Colour story: cerulean blue

A pure blue pigment, cerulean blue is opaque and bright due to its highly refractive particles. It is stable and does not react to light or chemicals, making it a permanent and invaluable part of the artist’s palette.

For a clue to the origin of the name, you need to look upwards. The word cerulean comes from the Latin caeruleus, meaning dark blue caelum – which in turn probably derives from caelulum, meaning heaven or sky.

After the discovery of cobalt blue by the French chemist Louis Jacques Thénard in 1802, the Swiss chemist Albrecht Höpfner created cerulean blue from cobalt stannate in 1805. It is made by the calcination of tins, salts and silica with cobalt sulphate and is an inorganic synthetic mineral pigment. It took a while for the colour to become widely available to artists – more than 55 years, in fact – and was introduced in the 1860s under the trade name coeruleum.

Cerulean blue was quickly adopted by artists, including the Impressionists, because of its hue, permanence and opaqueness. It was particularly useful for skyscapes and can be found in the sky of Monet’s 1877 La Gare Saint-Lazare, the pointillism of Paul Signac, and in Édouard Manet’s 1878 Corner of a Café-Concert.

The colour has earned widespread popularity. In 1999 it was nominated by Pantone as the colour of the millennium. According to Leatrice Eiseman, executive director of the Pantone Color Institute, “Psychologically, gazing at a blue sky brings a sense of peace and tranquillity to the human spirit. Sky blue is imprinted in our psyches as a retiring, quiescent color. Surrounding yourself with cerulean blue could bring on a certain peace because it reminds you of time spent outdoors, on a beach, near the water – associations with restful, peaceful, relaxing times.”

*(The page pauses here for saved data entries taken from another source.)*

//! CreateBoard command

use crate::context::BoardContext;
use crate::error::{KanbanError, Result};
use crate::types::{Board, BoardFields, Column};
use kanban_operations::{async_trait, operation, Execute};
use serde::Deserialize;
use serde_json::Value;

/// Create a new board with a generated id
#[operation(verb = "create", noun = "board", description = "Create a new board")]
#[derive(Debug, Deserialize)]
#[serde(transparent)]
pub struct CreateBoard {
    /// Name, active flag and initial columns
    pub fields: BoardFields,
}

impl CreateBoard {
    /// Create an inactive board with no columns
    pub fn new(name: impl Into<String>) -> Self {
        Self {
            fields: BoardFields::new(name),
        }
    }

    /// Set the active flag
    pub fn active(mut self, is_active: bool) -> Self {
        self.fields.is_active = is_active;
        self
    }

    /// Append a column
    pub fn with_column(mut self, column: Column) -> Self {
        self.fields.columns.push(column);
        self
    }
}

impl From<BoardFields> for CreateBoard {
    fn from(fields: BoardFields) -> Self {
        Self { fields }
    }
}

#[async_trait]
impl Execute<BoardContext, KanbanError> for CreateBoard {
    async fn execute(&self, ctx: &BoardContext) -> Result<Value> {
        let board = Board::new(self.fields.clone());
        ctx.create_board(&board).await?;
        Ok(serde_json::to_value(&board)?)
    }
}

#[cfg(test)]
mod tests {
    use super::*;
    use crate::types::Task;

    #[tokio::test]
    async fn test_create_board() {
        let ctx = BoardContext::in_memory();

        let cmd = CreateBoard::new("Sprint")
            .active(true)
            .with_column(Column::new("To Do"))
            .with_column(Column::new("Done"));
        let result = cmd.execute(&ctx).await.unwrap();

        assert_eq!(result["name"], "Sprint");
        assert_eq!(result["isActive"], true);
        assert_eq!(result["columns"].as_array().unwrap().len(), 2);
        assert_eq!(result["id"].as_str().unwrap().len(), 26);
    }

    #[tokio::test]
    async fn test_create_keeps_nested_tasks() {
        let ctx = BoardContext::in_memory();

        let cmd = CreateBoard::new("Seeded")
            .with_column(Column::new("To Do").with_task(Task::new("first", "todo")));
        let result = cmd.execute(&ctx).await.unwrap();

        assert_eq!(result["columns"][0]["tasks"][0]["title"], "first");
    }

    #[tokio::test]
    async fn test_create_from_json_payload() {
        let ctx = BoardContext::in_memory();

        let cmd: CreateBoard = serde_json::from_value(serde_json::json!({
            "name": "From JSON",
            "isActive": false,
            "columns": [{"name": "Backlog", "tasks": []}]
        }))
        .unwrap();
        let result = cmd.execute(&ctx).await.unwrap();

        assert_eq!(result["columns"][0]["name"], "Backlog");
    }

    #[tokio::test]
    async fn test_create_blank_name_fails() {
        let ctx = BoardContext::in_memory();
        let result = CreateBoard::new(" ").execute(&ctx).await;
        assert!(matches!(result, Err(KanbanError::MissingField { .. })));
    }
}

And in the 2006 film The Devil Wears Prada, cerulean is the shade worn by Anne Hathaway. It becomes the subject of a lecture by her boss, played by Meryl Streep, on the lineage and influence on cerulean in the fashion industry.

“This stuff’?” she says. “Oh, ok. I see, you think this has nothing to do with you. You go to your closet and you select out, oh I don’t know, that lumpy blue sweater, for instance, because you’re trying to tell the world that you take yourself too seriously to care about what you put on your back.

“But what you don’t know is that that sweater is not just blue, it’s not turquoise, it’s not lapis, it’s actually cerulean. You’re also blindly unaware of the fact that in 2002, Oscar de la Renta did a collection of cerulean gowns. And then I think it was Yves St Laurent, wasn’t it, who showed cerulean military jackets? And then cerulean quickly showed up in the collections of eight different designers. Then it filtered down through the department stores and then trickled on down into some tragic ‘casual corner’ where you, no doubt, fished it out of some clearance bin.”

Cerulean blue pigment is an expensive pigment and remains as popular now as it was when it was first introduced.